Question

Two-point charges q₁ = +2.40 nC and q₂ = -6.50 nC are 0.100 m apart. Point A is midway between them; point B is 0.080 m from q₁ and 0.060 m from q₂. Take the electric potential to be zero at infinity. Find

(a) the potential at point A;

(b) the potential at point B;

(c) the work done by the electric field on a charge of 2.50 nC that travels from point B to point A.

Short answer

a) The potential at A due to both charges is -738.0 volts.

b) The potential at B due to both charges is -705.0 volts.

c) The work done by the electric field on a charge that travels from B to A equals 8.30 10^-8 Joules.

Step-by-step solution

Basic definition

An electric field is the physical field that surrounds a charge and exerts a force on other charged particles in the field. Mathematically, it is defined as the electric force per unit charge.

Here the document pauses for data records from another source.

//! Traffic classes, their packet generation rules, and the packets
//! themselves.

use rand::Rng;
use serde::{Deserialize, Serialize};
use std::fmt;

use crate::error::{SimError, SimResult};
use crate::sampler::{TruncatedLogNormal, TruncatedPareto};
use crate::time::SimTime;

/// The three downlink traffic classes served by the shared channel.
#[derive(Debug, Clone, Copy, PartialEq, Eq, Hash, Serialize, Deserialize)]
pub enum TrafficClass {
    /// Constant-bitrate voice traffic.
    Voice,
    /// Bursty video traffic with Pareto-distributed packet sizes.
    Video,
    /// Latency-critical traffic with log-normal packet sizes.
    LatencyCritical,
}

impl TrafficClass {
    /// All classes, in stable table order.
    pub const ALL: [TrafficClass; 3] = [
        TrafficClass::Voice,
        TrafficClass::Video,
        TrafficClass::LatencyCritical,
    ];

    /// Stable index into per-class tables.
    pub fn index(self) -> usize {
        match self {
            TrafficClass::Voice => 0,
            TrafficClass::Video => 1,
            TrafficClass::LatencyCritical => 2,
        }
    }
}

impl fmt::Display for TrafficClass {
    fn fmt(&self, f: &mut fmt::Formatter<'_>) -> fmt::Result {
        match self {
            TrafficClass::Voice => write!(f, "voice"),
            TrafficClass::Video => write!(f, "video"),
            TrafficClass::LatencyCritical => write!(f, "latency-critical"),
        }
    }
}

/// How a class draws packet sizes.
#[derive(Debug, Clone, PartialEq, Serialize, Deserialize)]
#[serde(rename_all = "snake_case")]
pub enum SizeRule {
    /// Every packet has the same size.
    Fixed { size: f64 },
    /// `min(min + Pareto(shape), max)`.
    Pareto { min: f64, max: f64, shape: f64 },
    /// Log-normal truncated to `[min, max]` on the linear scale.
    LogNormal { min: f64, max: f64, mu: f64, sigma: f64 },
}

/// Delay until a class's next generation event, in slots.
#[derive(Debug, Clone, Copy, PartialEq, Eq, Serialize, Deserialize)]
#[serde(rename_all = "snake_case")]
pub enum InterArrival {
    /// Constant delay. Must be at least one slot: a zero delay would
    /// re-schedule generation at the same instant forever, so simulated
    /// time could never advance past the first generation slot.
    Fixed { slots: u64 },
    /// Uniform integer in `[0, max)`.
    Uniform { max: u64 },
}

/// A class's size rule compiled to a validated sampler.
#[derive(Debug, Clone)]
enum SizeSampler {
    Fixed(f64),
    Pareto(TruncatedPareto),
    LogNormal(TruncatedLogNormal),
}

/// Validated runtime parameters for one traffic class.
#[derive(Debug, Clone)]
pub struct ClassParams {
    class: TrafficClass,
    sampler: SizeSampler,
    rate: f64,
    inter_arrival: InterArrival,
}

impl ClassParams {
    pub fn new(
        class: TrafficClass,
        size: &SizeRule,
        rate: f64,
        inter_arrival: InterArrival,
    ) -> SimResult<Self> {
        if rate <= 0.0 {
            return Err(SimError::InvalidConfig(format!(
                "class {class}: rate must be positive, got {rate}"
            )));
        }
        match inter_arrival {
            InterArrival::Fixed { slots: 0 } => {
                // A zero delay would regenerate in the same slot forever and
                // the run would never drain.
                return Err(SimError::InvalidConfig(format!(
                    "class {class}: fixed inter-arrival needs at least one slot"
                )));
            }
            InterArrival::Uniform { max: 0 } => {
                return Err(SimError::InvalidConfig(format!(
                    "class {class}: uniform inter-arrival needs max > 0"
                )));
            }
            _ => {}
        }
        let sampler = match *size {
            SizeRule::Fixed { size } => {
                if size <= 0.0 {
                    return Err(SimError::InvalidConfig(format!(
                        "class {class}: fixed size must be positive, got {size}"
                    )));
                }
                SizeSampler::Fixed(size)
            }
            SizeRule::Pareto { min, max, shape } => {
                SizeSampler::Pareto(TruncatedPareto::new(min, max, shape)?)
            }
            SizeRule::LogNormal {
                min,
                max,
                mu,
                sigma,
            } => SizeSampler::LogNormal(TruncatedLogNormal::new(min, max, mu, sigma)?),
        };
        Ok(ClassParams {
            class,
            sampler,
            rate,
            inter_arrival,
        })
    }

    pub fn class(&self) -> TrafficClass {
        self.class
    }

    /// Draw the delay until this class's next generation event.
    pub fn next_inter_arrival<R: Rng + ?Sized>(&self, rng: &mut R) -> u64 {
        match self.inter_arrival {
            InterArrival::Fixed { slots } => slots,
            InterArrival::Uniform { max } => rng.gen_range(0..max),
        }
    }

    /// Sample a new packet for this class at `now`.
    pub fn generate<R: Rng + ?Sized>(&self, now: SimTime, slot_ms: f64, rng: &mut R) -> Packet {
        let size = match &self.sampler {
            SizeSampler::Fixed(size) => *size,
            SizeSampler::Pareto(p) => p.sample(rng),
            SizeSampler::LogNormal(l) => l.sample(rng),
        };
        Packet::new(self.class, now, size, self.rate, slot_ms)
    }
}

/// A single downlink packet.
///
/// Immutable once created: it either transmits immediately or sits unchanged
/// in its class's wait queue until the channel frees. Its identity ends when
/// its transmission-complete event executes.
#[derive(Debug, Clone, PartialEq)]
pub struct Packet {
    class: TrafficClass,
    created: SimTime,
    size: f64,
    rate: f64,
    tx_slots: u64,
}

impl Packet {
    /// `size / rate` approximates the transmission time in milliseconds; it
    /// is rounded up to a whole millisecond and then converted to slots,
    /// truncating.
    pub(crate) fn new(
        class: TrafficClass,
        created: SimTime,
        size: f64,
        rate: f64,
        slot_ms: f64,
    ) -> Packet {
        let tx_slots = ((size / rate).ceil() / slot_ms).floor() as u64;
        Packet {
            class,
            created,
            size,
            rate,
            tx_slots,
        }
    }

    pub fn class(&self) -> TrafficClass {
        self.class
    }

    /// Slot at which the packet's generation event fired.
    pub fn created(&self) -> SimTime {
        self.created
    }

    pub fn size(&self) -> f64 {
        self.size
    }

    pub fn rate(&self) -> f64 {
        self.rate
    }

    /// Transmission duration in slots.
    pub fn tx_slots(&self) -> u64 {
        self.tx_slots
    }
}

Electric potential is defined as the amount of work done in moving a unit charge from a reference point to a point against the electric field of another charge. Mathematically, it is equal to potential energy per unit charge.

If a charge is positive, then the potential created at a point by it is also positive, but if it is negative, then the potential created by it is also negative.

Potential at Point A

(a)

Electric potential is equal to the potential energy per unit charge,

$V=\frac{U}{q_0}=k\frac{q}{r}$

Where k is coulomb’s constant, and r is the distance from the point charge to where potential is required.

Potential at point A:

$$\begin{gathered} {\mathrm{V}}_{\mathrm{A}}={\mathrm{V}}_{\mathrm{q}1}+{\mathrm{V}}_{{\mathrm{q}}_2} \\ =\mathrm{k}\frac{{\mathrm{q}}_1}{{\mathrm{r}}_1}+\mathrm{k}\frac{{\mathrm{q}}_2}{{\mathrm{r}}_2} \\ =\left(9\times {10}^9\mathrm{N}.{\mathrm{m}}^2/{\mathrm{C}}^2\right)\left(\frac{2.4\times {10}^{-9}\mathrm{C}}{0.05\mathrm{m}}-\frac{6.5\times {10}^{-9}\mathrm{C}}{0.05\mathrm{m}}\right) \\ =-738.0\mathrm{V} \end{gathered}$$

Therefore, the potential at A due to both charges is -738.0 volts.

Potential at Point B

(b)

Electric potential is equal to the potential energy per unit charge,

$V=\frac{U}{q_0}=k\frac{q}{r}$

Where k is coulomb’s constant, and r is the distance from the point charge to where potential is required.

Potential at point B:

$$\begin{gathered} {\mathrm{V}}_{\mathrm{B}}={\mathrm{V}}_{{\mathrm{q}}_1}+{\mathrm{V}}_{{\mathrm{q}}_2} \\ =\mathrm{k}\frac{{\mathrm{q}}_1}{{\mathrm{r}}_1}+\mathrm{k}\frac{{\mathrm{q}}_2}{{\mathrm{r}}_2} \\ =\left(9\times {10}^9\mathrm{N}.{\mathrm{m}}^2/\mathrm{C}\right)\left(\frac{2.4\times {10}^{-9}\mathrm{C}}{0.08}-\frac{6.5\times {10}^{-9}\mathrm{C}}{0.06\mathrm{m}}\right) \\ =-705.0\mathrm{V} \end{gathered}$$

Therefore, the potential at B due to both charges is -705.0 volts.

Determination of Work done

(c)

Electric potential is equal to the potential energy per unit charge,

$$\begin{gathered} V=\frac{U}{q_0} \\ U=V{q}_0 \end{gathered}$$

Work done by an electric field on a charge that travels from B to A is equal to a change in its potential energy:

$$\begin{gathered} \mathrm{W}=-∆\mathrm{U} \\ =-{\mathrm{U}}_{\mathrm{A}}+{\mathrm{U}}_{\mathrm{B}} \\ =-{\mathrm{V}}_{\mathrm{A}}{\mathrm{q}}_0+{\mathrm{V}}_{\mathrm{B}}{\mathrm{q}}_0 \\ ={\mathrm{q}}_0\left(-{\mathrm{V}}_{\mathrm{A}}+{\mathrm{V}}_{\mathrm{B}}\right) \\ =\left(2.5\times {10}^{-9}\mathrm{C}\right)\left(738.0\mathrm{V}-705.0\mathrm{V}\right) \\ =8.30\times {10}^{-8\mathrm{J}} \end{gathered}$$

Therefore, the work done by the electric field on a charge that travels from B to A equals 8.30 x 10^-8 Joules.